Information received since the Federal Open Market Committee met in December confirms that the economic recovery is continuing, though at a rate that has been insufficient to bring about a significant improvement in labor market conditions. Growth in household spending picked up late last year, but remains constrained by high unemployment, modest income growth, lower housing wealth, and tight credit. Business spending on equipment and software is rising, while investment in nonresidential structures is still weak. Employers remain reluctant to add to payrolls. The housing sector continues to be depressed. Although commodity prices have risen, longer-term inflation expectations have remained stable, and measures of underlying inflation have been trending downward.
Last week I went over the latest Beige Book and added detail from various economic reports. The above paragraph sums up the overall situation pretty well, although I would add the following points.

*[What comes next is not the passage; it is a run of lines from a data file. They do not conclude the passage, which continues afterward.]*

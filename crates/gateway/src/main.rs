//! `lens-gateway` binary entry point.
//!
//! Startup sequence:
//! 1. Load and validate [`Config`] from environment variables.
//! 2. Initialise telemetry (JSON logs, optional OTLP spans).
//! 3. Build the upstream client for the lens backend.
//! 4. Build the Axum router and serve until SIGINT / SIGTERM.

use std::sync::Arc;

use anyhow::{Context, Result};
use tracing::info;

use gateway::config::Config;
use gateway::server::{self, state::AppState};
use gateway::telemetry;
use gateway::upstream::HttpUpstream;

#[tokio::main]
async fn main() -> Result<()> {
    // -----------------------------------------------------------------------
    // 1. Configuration
    // -----------------------------------------------------------------------
    let cfg = Config::from_env().map_err(|e| {
        // Telemetry is not yet up; write to stderr directly.
        eprintln!("ERROR: configuration invalid: {e:#}");
        e
    })?;

    // -----------------------------------------------------------------------
    // 2. Telemetry
    // -----------------------------------------------------------------------
    telemetry::init_telemetry(cfg.otlp_endpoint(), &cfg.log_level)?;
    info!(
        version = env!("CARGO_PKG_VERSION"),
        listen_port = cfg.listen_port,
        otlp = cfg.otlp_endpoint().is_some(),
        "lens-gateway starting"
    );

    // -----------------------------------------------------------------------
    // 3. Upstream
    // -----------------------------------------------------------------------
    let upstream = HttpUpstream::new(&cfg.upstream_base_url, cfg.upstream_timeout())
        .context("failed to build upstream client")?;
    info!(uri = %upstream.list_uri(), "upstream configured");

    // -----------------------------------------------------------------------
    // 4. HTTP server
    // -----------------------------------------------------------------------
    let state = AppState::new(Arc::new(upstream));
    let router = server::router::build(state, cfg.request_timeout());

    let addr: std::net::SocketAddr = ([0, 0, 0, 0], cfg.listen_port).into();
    let listener = tokio::net::TcpListener::bind(addr)
        .await
        .with_context(|| format!("failed to bind {addr}"))?;
    info!(addr = %addr, "listening");

    axum::serve(listener, router)
        .with_graceful_shutdown(shutdown_signal())
        .await?;

    info!("shutting down");
    telemetry::shutdown_telemetry();
    Ok(())
}

async fn shutdown_signal() {
    let ctrl_c = async {
        if let Err(e) = tokio::signal::ctrl_c().await {
            tracing::warn!(error = %e, "failed to listen for ctrl-c");
            std::future::pending::<()>().await;
        }
    };

    #[cfg(unix)]
    let terminate = async {
        match tokio::signal::unix::signal(tokio::signal::unix::SignalKind::terminate()) {
            Ok(mut sig) => {
                sig.recv().await;
            }
            Err(e) => {
                tracing::warn!(error = %e, "failed to listen for SIGTERM");
                std::future::pending::<()>().await;
            }
        }
    };

    #[cfg(not(unix))]
    let terminate = std::future::pending::<()>();

    tokio::select! {
        () = ctrl_c => {},
        () = terminate => {},
    }
}
//! Lens records: the raw backend shape, the normalized view, and decoding.
//!
//! # Decoding
//!
//! A raw record carries up to six encrypted-looking fields (`model`,
//! `maxTokens`, `imageModel`, `prompt`, `stylePrompt`, `negativePrompt`).
//! [`decode_record`] runs each through [`FieldDecryptor::decrypt_value`] and
//! only then materializes the [`Lens`], so a record is written exactly once.
//! Records share no state; [`decode_all`] is a plain ordered map.

pub mod coerce;
pub mod query;

use serde::{Deserialize, Serialize};
use serde_json::Value;
use thiserror::Error;

use crate::crypto::{CbcBackend, FieldDecryptor};

/// Errors produced while reading a lens list payload.
#[derive(Debug, Error, PartialEq, Eq)]
pub enum LensError {
    /// The payload is not `{ "data": [ {..}, .. ] }`.
    #[error("response is not in the expected format: {0}")]
    Format(String),
}

/// Lens record exactly as the backend sends it.
///
/// Every field is optional and loosely typed; see [`coerce`].
#[derive(Debug, Clone, Default, Serialize, Deserialize)]
#[serde(rename_all = "camelCase", default)]
pub struct RawLens {
    #[serde(rename = "_id")]
    pub id: Value,
    pub lens_id: Value,
    pub lens_name: Value,
    pub display: Value,
    pub badge: Value,
    pub premium_lens: Value,
    pub lens_credit: Value,
    pub badge_text: Value,
    pub prompt_flow: Value,
    pub quality: Value,
    pub schedule_lens_publish_time: Value,
    pub model: Value,
    pub max_tokens: Value,
    pub image_model: Value,
    pub prompt: Value,
    pub style_prompt: Value,
    pub negative_prompt: Value,
    pub approx_time: Value,
    pub civitai_steps: Value,
    #[serde(rename = "civitaiCFGScale")]
    pub civitai_cfg_scale: Value,
    pub image: Value,
    pub lens_uses: Value,
    pub updated_at: Value,
}

/// Normalized lens with encrypted fields replaced by plaintext.
#[derive(Debug, Clone, PartialEq, Serialize, Deserialize)]
#[serde(rename_all = "camelCase")]
pub struct Lens {
    pub id: String,
    pub lens_id: String,
    pub name: String,
    pub display: bool,
    pub badge: bool,
    pub premium_lens: bool,
    pub credit_consumption: i64,
    pub badge_text: String,
    pub prompt_generation_flow: String,
    pub quality: String,
    pub scheduled_publish_time: Option<String>,
    pub image_to_text_model: String,
    pub max_tokens: i64,
    pub text_to_image_model: String,
    pub prompt: String,
    pub style_prompt: String,
    pub negative_prompt: String,
    pub approx_time: String,
    pub steps: i64,
    pub cfg_scale: f64,
    pub image: Option<String>,
    pub usage_count: i64,
    pub last_update: Option<String>,
}

/// Response body for `POST /lenses/decode`.
#[derive(Debug, Clone, Serialize, Deserialize)]
pub struct LensList {
    /// Decoded records, in payload order.
    pub data: Vec<Lens>,
}

/// Decode one raw record, decrypting its envelope fields.
pub fn decode_record<B: CbcBackend>(decryptor: &FieldDecryptor<B>, raw: RawLens) -> Lens {
    let model = decryptor.decrypt_value(raw.model);
    let max_tokens = decryptor.decrypt_value(raw.max_tokens);
    let image_model = decryptor.decrypt_value(raw.image_model);
    let prompt = decryptor.decrypt_value(raw.prompt);
    let style_prompt = decryptor.decrypt_value(raw.style_prompt);
    let negative_prompt = decryptor.decrypt_value(raw.negative_prompt);

    Lens {
        id: coerce::text(&raw.id),
        lens_id: coerce::text(&raw.lens_id),
        name: coerce::text(&raw.lens_name),
        display: coerce::flag(&raw.display),
        badge: coerce::flag(&raw.badge),
        premium_lens: coerce::flag(&raw.premium_lens),
        credit_consumption: coerce::int(&raw.lens_credit),
        badge_text: coerce::text(&raw.badge_text),
        prompt_generation_flow: coerce::text(&raw.prompt_flow),
        quality: coerce::text(&raw.quality),
        scheduled_publish_time: coerce::optional_text(&raw.schedule_lens_publish_time),
        image_to_text_model: coerce::text(&model),
        max_tokens: coerce::int(&max_tokens),
        text_to_image_model: coerce::text(&image_model),
        prompt: coerce::text(&prompt),
        style_prompt: coerce::text(&style_prompt),
        negative_prompt: coerce::text(&negative_prompt),
        approx_time: coerce::text(&raw.approx_time),
        steps: coerce::int(&raw.civitai_steps),
        cfg_scale: coerce::float(&raw.civitai_cfg_scale),
        image: coerce::optional_text(&raw.image),
        usage_count: coerce::int(&raw.lens_uses),
        last_update: coerce::optional_text(&raw.updated_at),
    }
}

/// Decode every record, preserving order.
pub fn decode_all<B: CbcBackend>(decryptor: &FieldDecryptor<B>, raws: Vec<RawLens>) -> Vec<Lens> {
    raws.into_iter()
        .map(|raw| decode_record(decryptor, raw))
        .collect()
}

/// Extract the raw records from a `{ "data": [...] }` list payload.
///
/// # Errors
///
/// Returns [`LensError::Format`] if `data` is missing, is not an array, or
/// holds a non-object element.
pub fn parse_list(payload: Value) -> Result<Vec<RawLens>, LensError> {
    let Value::Object(mut root) = payload else {
        return Err(LensError::Format("payload is not an object".into()));
    };
    let Some(Value::Array(items)) = root.remove("data") else {
        return Err(LensError::Format("missing `data` array".into()));
    };
    items
        .into_iter()
        .enumerate()
        .map(|(i, item)| {
            if !item.is_object() {
                return Err(LensError::Format(format!("data[{i}] is not an object")));
            }
            serde_json::from_value(item)
                .map_err(|e| LensError::Format(format!("data[{i}]: {e}")))
        })
        .collect()
}

/// Parse and decode a full list payload.
///
/// # Errors
///
/// See [`parse_list`].
pub fn decode_payload<B: CbcBackend>(
    decryptor: &FieldDecryptor<B>,
    payload: Value,
) -> Result<Vec<Lens>, LensError> {
    Ok(decode_all(decryptor, parse_list(payload)?))
}

#[cfg(test)]
mod tests {
    use super::*;
    use serde_json::json;

    const KEY: [u8; 16] = [0x5a; 16];
    const IV: [u8; 16] = [0x07; 16];

    fn seal(d: &FieldDecryptor, plaintext: &str) -> String {
        d.encrypt_field(plaintext, &KEY, &IV)
            .unwrap()
            .to_json_string()
    }

    fn raw(value: Value) -> RawLens {
        serde_json::from_value(value).unwrap()
    }

    #[test]
    fn decodes_encrypted_fields() {
        let d = FieldDecryptor::new();
        let lens = decode_record(
            &d,
            raw(json!({
                "_id": "65f0c1",
                "lensId": "lens-42",
                "lensName": "Watercolor",
                "display": true,
                "lensCredit": "3",
                "model": seal(&d, "gpt-4o"),
                "maxTokens": seal(&d, "1024"),
                "imageModel": seal(&d, "flux-pro"),
                "prompt": seal(&d, "paint it softly"),
                "stylePrompt": "",
                "negativePrompt": seal(&d, "no text"),
                "civitaiSteps": "30",
                "civitaiCFGScale": "7.5",
                "lensUses": 12,
                "updatedAt": "2024-05-01T10:00:00.000Z"
            })),
        );

        assert_eq!(lens.id, "65f0c1");
        assert_eq!(lens.name, "Watercolor");
        assert!(lens.display);
        assert_eq!(lens.credit_consumption, 3);
        assert_eq!(lens.image_to_text_model, "gpt-4o");
        assert_eq!(lens.max_tokens, 1024);
        assert_eq!(lens.text_to_image_model, "flux-pro");
        assert_eq!(lens.prompt, "paint it softly");
        assert_eq!(lens.style_prompt, "");
        assert_eq!(lens.negative_prompt, "no text");
        assert_eq!(lens.steps, 30);
        assert_eq!(lens.cfg_scale, 7.5);
        assert_eq!(lens.usage_count, 12);
        assert_eq!(lens.last_update.as_deref(), Some("2024-05-01T10:00:00.000Z"));
    }

    #[test]
    fn legacy_plaintext_fields_pass_through() {
        let d = FieldDecryptor::new();
        let lens = decode_record(
            &d,
            raw(json!({"model": "gpt-4o", "maxTokens": 2048, "prompt": "legacy prompt"})),
        );
        assert_eq!(lens.image_to_text_model, "gpt-4o");
        assert_eq!(lens.max_tokens, 2048);
        assert_eq!(lens.prompt, "legacy prompt");
    }

    #[test]
    fn undecryptable_field_keeps_original_value() {
        let d = FieldDecryptor::new();
        let broken = r#"{"key":"00","iv":"00","encryptedData":"00"}"#;
        let lens = decode_record(&d, raw(json!({ "prompt": broken, "maxTokens": broken })));
        assert_eq!(lens.prompt, broken);
        assert_eq!(lens.max_tokens, 0);
    }

    #[test]
    fn missing_fields_take_defaults() {
        let lens = decode_record(&FieldDecryptor::new(), RawLens::default());
        assert_eq!(lens.id, "");
        assert!(!lens.badge);
        assert_eq!(lens.credit_consumption, 0);
        assert_eq!(lens.cfg_scale, 0.0);
        assert_eq!(lens.scheduled_publish_time, None);
        assert_eq!(lens.image, None);
    }

    #[test]
    fn lens_serialises_camel_case() {
        let lens = decode_record(&FieldDecryptor::new(), RawLens::default());
        let v = serde_json::to_value(&lens).unwrap();
        assert!(v.get("imageToTextModel").is_some());
        assert!(v.get("creditConsumption").is_some());
        assert!(v.get("scheduledPublishTime").unwrap().is_null());
    }

    #[test]
    fn parse_list_requires_data_array() {
        assert!(parse_list(json!([])).is_err());
        assert!(parse_list(json!({"items": []})).is_err());
        assert!(parse_list(json!({"data": {}})).is_err());
        assert_eq!(parse_list(json!({"data": []})).unwrap().len(), 0);
    }

    #[test]
    fn parse_list_rejects_non_object_items() {
        let err = parse_list(json!({"data": [{}, 3]})).err().unwrap();
        assert!(err.to_string().contains("data[1]"));
    }

    #[test]
    fn decode_payload_preserves_order() {
        let d = FieldDecryptor::new();
        let payload = json!({"data": [
            {"lensName": "first", "prompt": seal(&d, "one")},
            {"lensName": "second", "prompt": seal(&d, "two")},
            {"lensName": "third"}
        ]});
        let lenses = decode_payload(&d, payload).unwrap();
        let names: Vec<_> = lenses.iter().map(|l| l.name.as_str()).collect();
        assert_eq!(names, ["first", "second", "third"]);
        assert_eq!(lenses[1].prompt, "two");
    }
}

1.) Consumer spending is actually stronger than reported. PCEs have regained the levels seen at the height of the last expansion. Purchases of non-durable and durable goods have moved past previous highs. Anyone who is arguing the consumer hasn't returned isn't looking at the data.
2.) Manufacturing has also rebounded and is doing well. The drop we saw as the result of the EU situation (and to a lesser extent the BP crisis) has ended.
3.) Services are also picking up, although the overall tone is more muted. We're seeing a pick-up in orders, but there is still a sense that the pick-up won't be permanent.
We have the following weak points moving forward.
1.) Housing is still a basket case and will be for some time. The inventory of existing homes on the market is still very large which will probably keep prices depressed for the foreseeable future.
2.) Oil prices. While prices have recently fallen, we're only a few dollars shy of $90/bbl which is a psychologically important level. True, OPEC has recently announced it will increase production, but they only control 40% of the world's oil supply. And, we're in a cheap dollar environment.
3.) Employment. The current economic cycle is actually similar to the last two recoveries where employment growth was delayed at least a year after the end of the recession. In addition, it's important to remember that the last time we saw unemployment at these levels (the 1980s) it took an entire decade to hit full employment.
4.) China is experiencing higher than desired inflation, leading many to conclude they will start to take more aggressive interest rate action, thereby slowing their economy. Brazil is in the same boat as is India. In other words, the BRIC economies who have driven the recovery will probably start trying to slow their growth to prevent overheating.
5.) U.S. Congress. My God, but this institution continues to lower the bar regarding the definition of stupid. During my lifetime, I have seen the quality of Congressional representative continually decline to the current level of "lobotomy required to serve." God knows what kind of idiotic ideas they've got up their sleeve, but rest assured it will continue to redefine the word "incompetent." As such, Congressional action could conceivably screw up the recovery through some hair-brained scheme.